William Prynne (1600 – 24 October 1669), an English lawyer, voluble author, polemicist and political figure, was a prominent Puritan opponent of church policy under William Laud, Archbishop of Canterbury (1633–1645). His views were Presbyterian, but he became known in the 1640s as an Erastian, arguing for overall state control of religious matters.
According to Anthony Wood, he was confirmed in his militant puritanism by the influence of John Preston, then a lecturer at Lincoln's Inn. In 1627 he published his first of over 200 works, a theological treatise titled The Perpetuity of a Regenerate Man's Estate. This was followed in the next three years by three others attacking Arminianism and its teachers. In the preface to one of them he appealed to Parliament to suppress anything written against Calvinist doctrine and to force the clergy to subscribe to the conclusion of the Synod of Dort.[1]
Prynne was a strong disciplinarian. After arguing that the custom of drinking healths was sinful, he asserted that for men to wear their hair long was "unseemly and unlawful unto Christians", while it was "mannish, unnatural, impudent, and unchristian" for women to cut it short.[2][3]
1630s
Like many Puritans abhorring decadence, Prynne strongly opposed religious feast days, including Christmas, and revelry such as stage plays. He included in his Histriomastix (1632) a denunciation of actresses which was widely felt to be an attack on Queen Henrietta Maria. This book led to the most prominent incidents in his life, but the timing was accidental.[3]

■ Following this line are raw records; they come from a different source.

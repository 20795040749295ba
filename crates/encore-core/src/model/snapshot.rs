use chrono::{DateTime, SecondsFormat, Utc};
use serde::{Deserialize, Serialize};
use std::fmt;

use crate::model::ids::SongId;

/// Identifier shared by every snapshot captured in one pass.
///
/// Generated from the capture time as an RFC 3339 UTC timestamp, so ids
/// from successive passes sort in capture order.
#[derive(Debug, Clone, PartialEq, Eq, Hash, PartialOrd, Ord, Serialize, Deserialize)]
#[serde(transparent)]
pub struct SnapshotId(String);

impl SnapshotId {
    #[must_use]
    pub fn generate() -> Self {
        Self::at(Utc::now())
    }

    #[must_use]
    pub fn at(time: DateTime<Utc>) -> Self {
        Self(time.to_rfc3339_opts(SecondsFormat::Micros, true))
    }

    #[must_use]
    pub fn as_str(&self) -> &str {
        &self.0
    }
}

impl From<String> for SnapshotId {
    fn from(value: String) -> Self {
        Self(value)
    }
}

impl From<&str> for SnapshotId {
    fn from(value: &str) -> Self {
        Self(value.to_string())
    }
}

impl fmt::Display for SnapshotId {
    fn fmt(&self, f: &mut fmt::Formatter<'_>) -> fmt::Result {
        f.write_str(&self.0)
    }
}

/// An immutable popularity record for one song in one snapshot pass.
#[derive(Debug, Clone, PartialEq, Serialize, Deserialize)]
pub struct SongSnapshot {
    pub song_id: SongId,

    /// Raw interaction counter at capture time.
    pub counter: u64,

    /// Weighted composite popularity score.
    pub score: f64,

    pub snapshot_id: SnapshotId,
    pub created_at: DateTime<Utc>,
}

impl SongSnapshot {
    #[must_use]
    pub fn new(song_id: SongId, counter: u64, score: f64, snapshot_id: SnapshotId) -> Self {
        Self {
            song_id,
            counter,
            score,
            snapshot_id,
            created_at: Utc::now(),
        }
    }
}

#[cfg(test)]
mod tests {
    use super::*;
    use chrono::{Duration, TimeZone};

    #[test]
    fn test_snapshot_ids_sort_chronologically() {
        let t0 = Utc.with_ymd_and_hms(2026, 3, 1, 12, 0, 0).unwrap();
        let earlier = SnapshotId::at(t0);
        let later = SnapshotId::at(t0 + Duration::microseconds(1));
        assert!(earlier < later);
    }

    #[test]
    fn test_snapshot_id_format() {
        let t0 = Utc.with_ymd_and_hms(2026, 3, 1, 12, 0, 0).unwrap();
        assert_eq!(SnapshotId::at(t0).as_str(), "2026-03-01T12:00:00.000000Z");
    }

    #[test]
    fn test_song_snapshot_new() {
        let song_id = SongId::new();
        let snap = SongSnapshot::new(song_id, 7, 0.42, SnapshotId::from("pass-1"));
        assert_eq!(snap.song_id, song_id);
        assert_eq!(snap.counter, 7);
        assert_eq!(snap.snapshot_id.as_str(), "pass-1");
    }
}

About 1624 Prynne had begun a book against stage-plays; on 31 May 1630 he gained a licence to print it and about November 1632 it was published. Histriomastix has over a thousand pages, in which he presents plays as unlawful, incentives to immorality, and condemned by the Scriptures, Church Fathers, modern Christian writers, and pagan philosophers. By chance, the Queen and her ladies, in January 1633, took part in the performance of Walter Montagu's The Shepherd's Paradise: this was an innovation at court. A passage reflecting on the character of female actors in general was construed as an aspersion on the Queen; passages attacking the spectators of plays and magistrates who failed to suppress them, pointed by references to Nero and other tyrants, were taken as seen on King Charles I.[3]
The Chancellor of the Exchequer, Lord Cottington, ordered Histriomastix to "be burnt, in the most public manner that can be." As David Cressy has pointed out, this was an innovative act of public censorship. It imported continental public book-burning by the hangman for the first time. "Though not used in England", Lord Cottington noted, this manner of book burning suited Prynne's work because of its "strangeness and heinousness".[4]William Noy, as attorney-general, took proceedings against Prynne in the Star-chamber. After a year's imprisonment in the Tower of London, he was sentenced on 17 February 1634 to life imprisonment, a fine of £5,000, expulsion from Lincoln's Inn, deprival of his Oxford University degree, and amputation of both his ears in the pillory, where he was held on 7–10 May. His book was burnt before him, and with over a thousand pages it suffocated Prynne in its smoke.[4]
On 11 June Prynne addressed a letter to Archbishop Laud, whom he saw as his chief persecutor, charging him with illegality and injustice. Laud handed the letter to the Attorney-General as material for a new prosecution, but when Prynne was required to own his handwriting, he contrived to get hold of the letter and tore it to pieces. Prynne wrote in the Tower and published anonymous tracts against episcopacy and the Book of Sports. In A Divine Tragedy lately acted, or a Collection of sundry memorable Examples of God's Judgment upon Sabbath-breakers he introduced Noy's recent death as a warning. In an appendix to John Bastwick's Flagellum Pontificis and in A Breviate of the Bishops' intolerable Usurpations he attacked prelates in general (1635). An anonymous attack on Matthew Wren, Bishop of Norwich[5] brought him again before the Star Chamber. On 14 June 1637 Prynne was sentenced once more to a fine of £5,000, to imprisonment for life, and to lose the rest of his ears. At the proposal of Chief Justice John Finch, he was also to be branded on the cheeks with the letters S. L., standing for "seditious libeller". Prynne was pilloried on 30 June in company with Henry Burton and John Bastwick; Prynne was handled barbarously by the executioner. He made, as he returned to his prison, a couple of Latin verses explaining the 'S. L.' with which he was branded to mean 'stigmata laudis' ("sign of praise", or "sign of Laud").[3]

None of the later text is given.